The San Juan Daily Star
Pacts signed for 2 federally funded mental health facilities in Bayamón

By The Star Staff
Gov. Pedro Pierluisi Urrutia on Tuesday announced the signing of two agreements totaling $167 million between the island Housing Department and the Mental Health and Anti-Addiction Services Administration (ASSMCA by its Spanish initials), and the Housing Department and the Department of Corrections and Rehabilitation (DCR), for the construction of two new mental health facilities.
Housing Secretary William Rodríguez Rodríguez signed the agreements with DCR Secretary Ana Escobar Pabón and ASSMCA Administrator Carlos Rodríguez Mateo.
“As part of our statewide reconstruction plan submitted to the federal Department of Housing for CDBG-MIT [Community Development Block Grant Disaster Mitigation] funds, we created the Health Care Reserve in the Infrastructure Mitigation Program,” the governor said at a press conference. “To this program, which is allowing us to create resilient infrastructure in our communities, we allocated $1 billion for the reconstruction of public health facilities.”
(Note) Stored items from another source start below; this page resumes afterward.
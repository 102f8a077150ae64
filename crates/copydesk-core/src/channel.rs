use std::str::FromStr;

use serde::{Deserialize, Serialize};

use crate::CoreError;

/// Content channel the user is generating copy for.
#[derive(Debug, Clone, Copy, PartialEq, Eq, Hash, Serialize, Deserialize)]
#[serde(rename_all = "lowercase")]
pub enum Channel {
    Ad,
    Email,
    Social,
}

impl Channel {
    #[must_use]
    pub fn as_str(self) -> &'static str {
        match self {
            Channel::Ad => "ad",
            Channel::Email => "email",
            Channel::Social => "social",
        }
    }

    /// Interchangeable body structures for this channel. Empty for social.
    #[must_use]
    pub fn structures(self) -> &'static [Structure] {
        match self {
            Channel::Ad => &[Structure::Pas, Structure::Aida],
            Channel::Email => &[Structure::Pas, Structure::Cjn],
            Channel::Social => &[],
        }
    }

    /// Whether the wizard asks for a style (email) or platform (social).
    #[must_use]
    pub fn has_option_step(self) -> bool {
        !matches!(self, Channel::Ad)
    }
}

impl std::fmt::Display for Channel {
    fn fmt(&self, f: &mut std::fmt::Formatter<'_>) -> std::fmt::Result {
        f.write_str(self.as_str())
    }
}

impl FromStr for Channel {
    type Err = CoreError;

    fn from_str(s: &str) -> Result<Self, Self::Err> {
        match s.trim().to_ascii_lowercase().as_str() {
            "ad" | "ad-script" | "ads" => Ok(Channel::Ad),
            "email" => Ok(Channel::Email),
            "social" => Ok(Channel::Social),
            other => Err(CoreError::InvalidChannel(other.to_string())),
        }
    }
}

/// Persuasive copywriting structure used as an alternate prompt template.
#[derive(Debug, Clone, Copy, PartialEq, Eq, Hash, Serialize, Deserialize)]
pub enum Structure {
    /// Problem, Agitate, Solution.
    #[serde(rename = "PAS")]
    Pas,
    /// Attention, Interest, Desire, Action.
    #[serde(rename = "AIDA")]
    Aida,
    /// Belief-challenging narrative.
    #[serde(rename = "CJN")]
    Cjn,
}

impl Structure {
    #[must_use]
    pub fn as_str(self) -> &'static str {
        match self {
            Structure::Pas => "PAS",
            Structure::Aida => "AIDA",
            Structure::Cjn => "CJN",
        }
    }
}

impl std::fmt::Display for Structure {
    fn fmt(&self, f: &mut std::fmt::Formatter<'_>) -> std::fmt::Result {
        f.write_str(self.as_str())
    }
}

impl FromStr for Structure {
    type Err = CoreError;

    fn from_str(s: &str) -> Result<Self, Self::Err> {
        match s {
            "PAS" => Ok(Structure::Pas),
            "AIDA" => Ok(Structure::Aida),
            "CJN" => Ok(Structure::Cjn),
            other => Err(CoreError::InvalidStructure(other.to_string())),
        }
    }
}

#[derive(Debug, Clone, Copy, PartialEq, Eq, Serialize, Deserialize)]
#[serde(rename_all = "lowercase")]
pub enum EmailStyle {
    Direct,
    Story,
    Educational,
}

#[derive(Debug, Clone, Copy, PartialEq, Eq, Serialize, Deserialize)]
#[serde(rename_all = "lowercase")]
pub enum SocialPlatform {
    Facebook,
    Instagram,
    Linkedin,
    Tiktok,
}

/// Channel-specific choice made on the wizard's style/platform step.
#[derive(Debug, Clone, Copy, PartialEq, Eq, Serialize, Deserialize)]
#[serde(untagged)]
pub enum ChannelOption {
    EmailStyle(EmailStyle),
    Platform(SocialPlatform),
}

impl ChannelOption {
    /// Parses `value` as the option kind `channel` expects.
    ///
    /// # Errors
    ///
    /// Returns [`CoreError::InvalidOption`] if the value is unknown or the
    /// channel has no option step.
    pub fn parse(channel: Channel, value: &str) -> Result<Self, CoreError> {
        let normalized = value.trim().to_ascii_lowercase();
        let parsed = match (channel, normalized.as_str()) {
            (Channel::Email, "direct") => Some(Self::EmailStyle(EmailStyle::Direct)),
            (Channel::Email, "story") => Some(Self::EmailStyle(EmailStyle::Story)),
            (Channel::Email, "educational") => Some(Self::EmailStyle(EmailStyle::Educational)),
            (Channel::Social, "facebook") => Some(Self::Platform(SocialPlatform::Facebook)),
            (Channel::Social, "instagram") => Some(Self::Platform(SocialPlatform::Instagram)),
            (Channel::Social, "linkedin") => Some(Self::Platform(SocialPlatform::Linkedin)),
            (Channel::Social, "tiktok") => Some(Self::Platform(SocialPlatform::Tiktok)),
            _ => None,
        };
        parsed.ok_or_else(|| CoreError::InvalidOption {
            channel,
            option: value.to_string(),
        })
    }

    /// Channel this option belongs to.
    #[must_use]
    pub fn channel(self) -> Channel {
        match self {
            Self::EmailStyle(_) => Channel::Email,
            Self::Platform(_) => Channel::Social,
        }
    }

    #[must_use]
    pub fn as_str(self) -> &'static str {
        match self {
            Self::EmailStyle(EmailStyle::Direct) => "direct",
            Self::EmailStyle(EmailStyle::Story) => "story",
            Self::EmailStyle(EmailStyle::Educational) => "educational",
            Self::Platform(SocialPlatform::Facebook) => "facebook",
            Self::Platform(SocialPlatform::Instagram) => "instagram",
            Self::Platform(SocialPlatform::Linkedin) => "linkedin",
            Self::Platform(SocialPlatform::Tiktok) => "tiktok",
        }
    }

    /// Choices offered for `channel`, in display order.
    #[must_use]
    pub fn choices(channel: Channel) -> &'static [ChannelOption] {
        match channel {
            Channel::Email => &[
                Self::EmailStyle(EmailStyle::Direct),
                Self::EmailStyle(EmailStyle::Story),
                Self::EmailStyle(EmailStyle::Educational),
            ],
            Channel::Social => &[
                Self::Platform(SocialPlatform::Facebook),
                Self::Platform(SocialPlatform::Instagram),
                Self::Platform(SocialPlatform::Linkedin),
                Self::Platform(SocialPlatform::Tiktok),
            ],
            Channel::Ad => &[],
        }
    }
}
The governor added that “today the Department of Housing and the Mental Health and Anti-Addiction Services Administration are signing an agreement for the rehabilitation and reconstruction of the Ramón Ruiz Arnau University Hospital, known as HURRA, in Bayamón.”
“At the same time, today the Department of Housing will also sign a subrecipient agreement with the Department of Correction and Rehabilitation to build the first psychiatric hospital for inmates that will be located in the municipality of Bayamón,” he said.
The multimillion-dollar investment in the two projects comes as part of the $1 billion health care reserve of the CDBG-MIT Infrastructure Mitigation Program.
The Housing secretary stressed that “these important agreements are key to the future of mental health in Puerto Rico.”
“Recovery funds have a great reach and today we see it,” Rodríguez Rodríguez said. “These new infrastructure works will allow us to address the need for alternatives and treatments for Puerto Ricans who need them and do not have the opportunity to receive assistance.”